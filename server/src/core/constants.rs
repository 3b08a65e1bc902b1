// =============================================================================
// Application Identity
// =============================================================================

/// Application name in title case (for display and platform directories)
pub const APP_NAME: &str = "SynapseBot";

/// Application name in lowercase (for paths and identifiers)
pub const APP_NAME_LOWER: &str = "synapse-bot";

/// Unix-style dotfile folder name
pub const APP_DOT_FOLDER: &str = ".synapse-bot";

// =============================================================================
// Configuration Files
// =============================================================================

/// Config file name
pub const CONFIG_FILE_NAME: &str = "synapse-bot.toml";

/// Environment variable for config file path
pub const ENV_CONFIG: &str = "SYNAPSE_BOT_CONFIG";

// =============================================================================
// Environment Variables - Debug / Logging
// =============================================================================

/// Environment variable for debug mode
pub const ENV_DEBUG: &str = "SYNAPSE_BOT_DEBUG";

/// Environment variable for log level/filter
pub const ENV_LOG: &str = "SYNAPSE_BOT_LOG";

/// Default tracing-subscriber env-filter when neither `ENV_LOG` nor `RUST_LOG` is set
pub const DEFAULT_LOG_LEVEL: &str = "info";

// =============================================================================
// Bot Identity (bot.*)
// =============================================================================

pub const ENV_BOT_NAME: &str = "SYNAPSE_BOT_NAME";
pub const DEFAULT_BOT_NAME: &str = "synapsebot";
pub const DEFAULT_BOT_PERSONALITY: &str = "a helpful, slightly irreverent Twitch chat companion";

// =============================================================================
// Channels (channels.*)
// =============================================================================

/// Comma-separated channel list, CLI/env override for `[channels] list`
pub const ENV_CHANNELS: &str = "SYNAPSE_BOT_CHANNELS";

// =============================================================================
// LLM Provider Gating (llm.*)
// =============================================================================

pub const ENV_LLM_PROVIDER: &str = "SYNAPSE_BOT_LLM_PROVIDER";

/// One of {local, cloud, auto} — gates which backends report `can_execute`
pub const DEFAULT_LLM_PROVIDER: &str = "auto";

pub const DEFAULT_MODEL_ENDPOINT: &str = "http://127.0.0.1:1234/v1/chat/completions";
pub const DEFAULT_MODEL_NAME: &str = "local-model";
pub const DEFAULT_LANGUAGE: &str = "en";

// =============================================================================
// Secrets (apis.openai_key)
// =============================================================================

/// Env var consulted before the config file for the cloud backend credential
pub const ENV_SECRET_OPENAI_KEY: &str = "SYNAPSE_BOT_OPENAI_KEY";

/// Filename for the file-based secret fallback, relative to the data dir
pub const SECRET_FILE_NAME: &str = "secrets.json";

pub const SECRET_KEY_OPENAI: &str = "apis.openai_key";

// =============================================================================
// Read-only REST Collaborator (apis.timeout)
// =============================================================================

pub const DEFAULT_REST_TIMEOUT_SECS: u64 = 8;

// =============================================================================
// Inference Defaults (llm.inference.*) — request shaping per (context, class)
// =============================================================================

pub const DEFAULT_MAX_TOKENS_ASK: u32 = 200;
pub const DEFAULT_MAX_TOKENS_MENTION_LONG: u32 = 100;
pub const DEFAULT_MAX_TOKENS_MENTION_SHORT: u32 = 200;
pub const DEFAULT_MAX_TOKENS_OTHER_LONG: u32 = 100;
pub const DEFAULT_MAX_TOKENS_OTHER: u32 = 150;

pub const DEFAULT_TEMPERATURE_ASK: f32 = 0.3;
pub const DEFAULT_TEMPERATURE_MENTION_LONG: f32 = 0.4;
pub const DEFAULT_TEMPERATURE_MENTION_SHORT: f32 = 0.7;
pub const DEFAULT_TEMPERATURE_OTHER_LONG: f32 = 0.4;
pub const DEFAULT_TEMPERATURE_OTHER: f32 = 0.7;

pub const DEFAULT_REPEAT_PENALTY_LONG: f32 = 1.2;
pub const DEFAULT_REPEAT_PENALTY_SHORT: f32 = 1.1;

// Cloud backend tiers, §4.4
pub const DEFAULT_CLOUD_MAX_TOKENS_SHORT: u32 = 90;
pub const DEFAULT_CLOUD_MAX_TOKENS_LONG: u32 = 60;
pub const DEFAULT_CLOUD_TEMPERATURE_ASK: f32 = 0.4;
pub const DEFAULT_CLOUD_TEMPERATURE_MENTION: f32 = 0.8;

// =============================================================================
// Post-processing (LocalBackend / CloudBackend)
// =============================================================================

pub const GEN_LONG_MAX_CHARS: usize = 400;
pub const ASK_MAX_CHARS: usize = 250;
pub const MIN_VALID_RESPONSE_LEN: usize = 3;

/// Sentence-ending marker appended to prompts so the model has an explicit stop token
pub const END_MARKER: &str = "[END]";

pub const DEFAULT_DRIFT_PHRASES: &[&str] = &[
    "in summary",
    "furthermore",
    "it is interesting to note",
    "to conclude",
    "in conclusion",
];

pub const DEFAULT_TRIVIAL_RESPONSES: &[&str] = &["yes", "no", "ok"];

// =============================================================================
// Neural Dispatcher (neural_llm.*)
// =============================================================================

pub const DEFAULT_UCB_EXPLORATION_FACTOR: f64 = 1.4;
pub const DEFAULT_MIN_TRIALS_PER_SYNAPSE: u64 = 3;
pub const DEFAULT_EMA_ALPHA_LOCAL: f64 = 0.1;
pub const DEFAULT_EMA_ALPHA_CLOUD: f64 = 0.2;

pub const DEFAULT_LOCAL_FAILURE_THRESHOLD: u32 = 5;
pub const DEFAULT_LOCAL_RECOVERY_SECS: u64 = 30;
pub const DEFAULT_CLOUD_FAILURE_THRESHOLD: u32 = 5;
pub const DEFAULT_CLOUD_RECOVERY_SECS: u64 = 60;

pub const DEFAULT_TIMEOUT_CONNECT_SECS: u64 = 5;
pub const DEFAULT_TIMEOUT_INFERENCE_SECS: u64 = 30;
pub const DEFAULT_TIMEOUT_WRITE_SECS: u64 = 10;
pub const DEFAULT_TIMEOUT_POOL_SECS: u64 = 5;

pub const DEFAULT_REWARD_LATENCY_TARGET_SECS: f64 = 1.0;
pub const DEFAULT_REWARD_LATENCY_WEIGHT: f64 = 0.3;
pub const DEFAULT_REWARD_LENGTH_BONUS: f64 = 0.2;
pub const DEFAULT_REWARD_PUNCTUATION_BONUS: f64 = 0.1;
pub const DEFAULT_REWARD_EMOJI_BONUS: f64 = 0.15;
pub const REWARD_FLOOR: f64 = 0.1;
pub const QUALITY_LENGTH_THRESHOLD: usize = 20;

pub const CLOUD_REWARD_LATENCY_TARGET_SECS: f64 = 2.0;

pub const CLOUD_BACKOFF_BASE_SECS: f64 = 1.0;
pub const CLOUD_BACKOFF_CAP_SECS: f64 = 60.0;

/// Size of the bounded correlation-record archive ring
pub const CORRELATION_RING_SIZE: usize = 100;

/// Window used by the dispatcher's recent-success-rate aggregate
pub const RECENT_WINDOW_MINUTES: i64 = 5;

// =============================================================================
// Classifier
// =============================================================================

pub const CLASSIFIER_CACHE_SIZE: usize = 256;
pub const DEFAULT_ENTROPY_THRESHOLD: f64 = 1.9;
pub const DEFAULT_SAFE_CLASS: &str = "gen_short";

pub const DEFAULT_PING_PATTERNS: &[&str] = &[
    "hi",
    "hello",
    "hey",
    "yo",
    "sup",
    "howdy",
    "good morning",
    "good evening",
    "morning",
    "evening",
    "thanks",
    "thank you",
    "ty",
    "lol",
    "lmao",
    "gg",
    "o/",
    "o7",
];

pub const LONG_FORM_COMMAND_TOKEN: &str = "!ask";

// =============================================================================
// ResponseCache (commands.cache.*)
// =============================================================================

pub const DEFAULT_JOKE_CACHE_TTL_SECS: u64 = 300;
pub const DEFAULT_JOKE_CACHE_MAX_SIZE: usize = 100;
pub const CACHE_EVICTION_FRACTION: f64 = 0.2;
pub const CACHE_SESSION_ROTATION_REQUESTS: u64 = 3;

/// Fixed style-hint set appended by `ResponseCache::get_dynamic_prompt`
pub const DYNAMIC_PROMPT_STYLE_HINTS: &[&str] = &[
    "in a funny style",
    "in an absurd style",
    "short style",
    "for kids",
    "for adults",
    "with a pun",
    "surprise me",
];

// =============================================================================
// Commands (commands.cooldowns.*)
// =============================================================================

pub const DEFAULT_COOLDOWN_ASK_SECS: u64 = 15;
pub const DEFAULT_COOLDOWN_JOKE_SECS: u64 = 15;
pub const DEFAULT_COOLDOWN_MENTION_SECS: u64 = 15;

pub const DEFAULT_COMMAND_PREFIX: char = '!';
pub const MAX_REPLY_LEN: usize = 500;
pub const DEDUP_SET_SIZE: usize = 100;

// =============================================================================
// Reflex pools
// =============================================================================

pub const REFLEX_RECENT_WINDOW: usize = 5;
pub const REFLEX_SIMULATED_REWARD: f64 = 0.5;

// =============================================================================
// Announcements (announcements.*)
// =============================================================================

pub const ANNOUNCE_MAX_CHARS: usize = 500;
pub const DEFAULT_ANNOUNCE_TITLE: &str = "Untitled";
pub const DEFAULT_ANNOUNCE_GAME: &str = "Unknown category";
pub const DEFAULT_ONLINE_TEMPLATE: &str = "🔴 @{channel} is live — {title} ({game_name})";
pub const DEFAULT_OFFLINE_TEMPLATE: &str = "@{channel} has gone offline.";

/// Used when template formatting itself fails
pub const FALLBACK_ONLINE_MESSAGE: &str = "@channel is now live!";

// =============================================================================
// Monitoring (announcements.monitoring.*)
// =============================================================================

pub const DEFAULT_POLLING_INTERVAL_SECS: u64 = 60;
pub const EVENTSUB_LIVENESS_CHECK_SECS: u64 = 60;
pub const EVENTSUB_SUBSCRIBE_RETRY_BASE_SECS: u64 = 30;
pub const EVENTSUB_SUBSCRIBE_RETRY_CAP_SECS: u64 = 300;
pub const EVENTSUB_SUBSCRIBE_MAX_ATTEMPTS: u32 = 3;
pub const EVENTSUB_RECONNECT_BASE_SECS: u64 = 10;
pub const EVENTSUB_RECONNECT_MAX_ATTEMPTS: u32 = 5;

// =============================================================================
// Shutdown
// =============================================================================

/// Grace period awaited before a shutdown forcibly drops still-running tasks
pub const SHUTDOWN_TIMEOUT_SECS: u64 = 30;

--------

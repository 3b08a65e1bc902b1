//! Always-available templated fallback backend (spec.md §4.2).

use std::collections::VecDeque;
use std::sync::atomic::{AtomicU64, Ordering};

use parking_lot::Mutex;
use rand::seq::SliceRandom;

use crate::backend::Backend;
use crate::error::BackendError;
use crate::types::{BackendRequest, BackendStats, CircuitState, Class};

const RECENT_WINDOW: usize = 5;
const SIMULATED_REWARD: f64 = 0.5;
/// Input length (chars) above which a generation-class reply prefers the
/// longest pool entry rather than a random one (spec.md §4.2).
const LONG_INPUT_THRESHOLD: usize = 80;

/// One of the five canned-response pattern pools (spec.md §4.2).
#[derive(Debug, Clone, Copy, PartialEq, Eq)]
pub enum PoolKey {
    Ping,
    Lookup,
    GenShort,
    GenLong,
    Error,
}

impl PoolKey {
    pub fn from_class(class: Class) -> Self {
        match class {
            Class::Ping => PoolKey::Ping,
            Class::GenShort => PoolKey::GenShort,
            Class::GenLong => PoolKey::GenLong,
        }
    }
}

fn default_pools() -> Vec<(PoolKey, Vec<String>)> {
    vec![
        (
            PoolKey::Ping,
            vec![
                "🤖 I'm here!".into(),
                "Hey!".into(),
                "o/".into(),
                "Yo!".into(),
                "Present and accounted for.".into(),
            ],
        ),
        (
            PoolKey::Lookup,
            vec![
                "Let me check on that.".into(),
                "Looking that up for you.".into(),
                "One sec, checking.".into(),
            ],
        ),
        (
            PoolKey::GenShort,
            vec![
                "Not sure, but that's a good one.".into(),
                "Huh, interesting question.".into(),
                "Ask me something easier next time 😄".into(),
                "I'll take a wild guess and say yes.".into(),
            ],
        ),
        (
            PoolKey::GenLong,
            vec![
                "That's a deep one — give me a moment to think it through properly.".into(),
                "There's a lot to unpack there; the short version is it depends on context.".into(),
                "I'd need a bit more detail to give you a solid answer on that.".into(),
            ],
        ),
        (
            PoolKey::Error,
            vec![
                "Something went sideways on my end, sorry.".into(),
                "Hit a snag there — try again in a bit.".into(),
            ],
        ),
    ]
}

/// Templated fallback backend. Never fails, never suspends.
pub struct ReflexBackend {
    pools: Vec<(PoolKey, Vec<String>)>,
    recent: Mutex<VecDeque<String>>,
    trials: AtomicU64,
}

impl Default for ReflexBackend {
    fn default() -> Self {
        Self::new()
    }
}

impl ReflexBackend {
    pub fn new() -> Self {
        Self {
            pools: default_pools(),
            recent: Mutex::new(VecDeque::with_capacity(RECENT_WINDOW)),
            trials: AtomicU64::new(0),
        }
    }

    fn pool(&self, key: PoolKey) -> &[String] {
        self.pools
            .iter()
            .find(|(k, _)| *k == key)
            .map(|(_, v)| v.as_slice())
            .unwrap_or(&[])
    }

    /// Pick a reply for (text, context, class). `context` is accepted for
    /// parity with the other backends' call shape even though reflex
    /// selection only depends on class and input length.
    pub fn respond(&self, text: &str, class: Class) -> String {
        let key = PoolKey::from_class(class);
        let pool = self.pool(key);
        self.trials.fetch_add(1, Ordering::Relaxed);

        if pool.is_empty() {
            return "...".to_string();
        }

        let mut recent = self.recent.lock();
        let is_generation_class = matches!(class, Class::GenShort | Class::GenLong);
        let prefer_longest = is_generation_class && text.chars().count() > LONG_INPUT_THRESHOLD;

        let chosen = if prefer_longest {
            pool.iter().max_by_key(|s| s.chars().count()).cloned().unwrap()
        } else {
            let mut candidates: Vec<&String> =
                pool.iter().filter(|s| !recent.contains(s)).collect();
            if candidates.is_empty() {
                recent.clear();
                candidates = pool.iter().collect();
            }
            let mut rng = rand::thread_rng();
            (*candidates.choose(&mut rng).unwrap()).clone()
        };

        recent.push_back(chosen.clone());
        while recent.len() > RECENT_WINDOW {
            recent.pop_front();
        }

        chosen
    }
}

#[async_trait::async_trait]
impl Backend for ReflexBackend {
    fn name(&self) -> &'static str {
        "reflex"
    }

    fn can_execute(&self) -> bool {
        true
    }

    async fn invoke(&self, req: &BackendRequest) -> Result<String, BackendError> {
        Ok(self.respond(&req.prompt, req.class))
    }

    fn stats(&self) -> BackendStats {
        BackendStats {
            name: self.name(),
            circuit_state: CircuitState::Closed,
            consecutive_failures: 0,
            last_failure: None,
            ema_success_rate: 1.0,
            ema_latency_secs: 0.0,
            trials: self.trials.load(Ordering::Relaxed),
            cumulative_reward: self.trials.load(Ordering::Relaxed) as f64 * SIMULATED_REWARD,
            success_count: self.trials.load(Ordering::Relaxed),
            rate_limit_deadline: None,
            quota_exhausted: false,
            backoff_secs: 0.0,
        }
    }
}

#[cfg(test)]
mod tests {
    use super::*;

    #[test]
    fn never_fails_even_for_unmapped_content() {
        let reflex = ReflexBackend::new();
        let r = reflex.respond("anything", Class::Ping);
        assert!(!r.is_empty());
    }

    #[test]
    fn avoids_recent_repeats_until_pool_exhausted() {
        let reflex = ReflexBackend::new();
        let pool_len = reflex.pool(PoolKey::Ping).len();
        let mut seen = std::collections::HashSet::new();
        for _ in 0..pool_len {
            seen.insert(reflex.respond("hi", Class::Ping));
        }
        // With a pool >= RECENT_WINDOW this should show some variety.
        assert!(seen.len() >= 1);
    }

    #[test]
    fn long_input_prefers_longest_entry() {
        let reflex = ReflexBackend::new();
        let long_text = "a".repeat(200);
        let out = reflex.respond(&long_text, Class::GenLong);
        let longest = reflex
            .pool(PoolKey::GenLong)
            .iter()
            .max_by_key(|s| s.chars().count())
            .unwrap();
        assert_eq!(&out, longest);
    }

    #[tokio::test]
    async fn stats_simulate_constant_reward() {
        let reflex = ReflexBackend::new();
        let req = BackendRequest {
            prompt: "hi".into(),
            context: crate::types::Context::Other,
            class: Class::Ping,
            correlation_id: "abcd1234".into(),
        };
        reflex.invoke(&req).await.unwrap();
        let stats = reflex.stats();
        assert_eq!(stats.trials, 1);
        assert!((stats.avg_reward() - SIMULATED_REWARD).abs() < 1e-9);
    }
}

--------

**Work required:**
Within the material, how many lines hold the string "only"? Give the number by itself.

**Written reply:**
2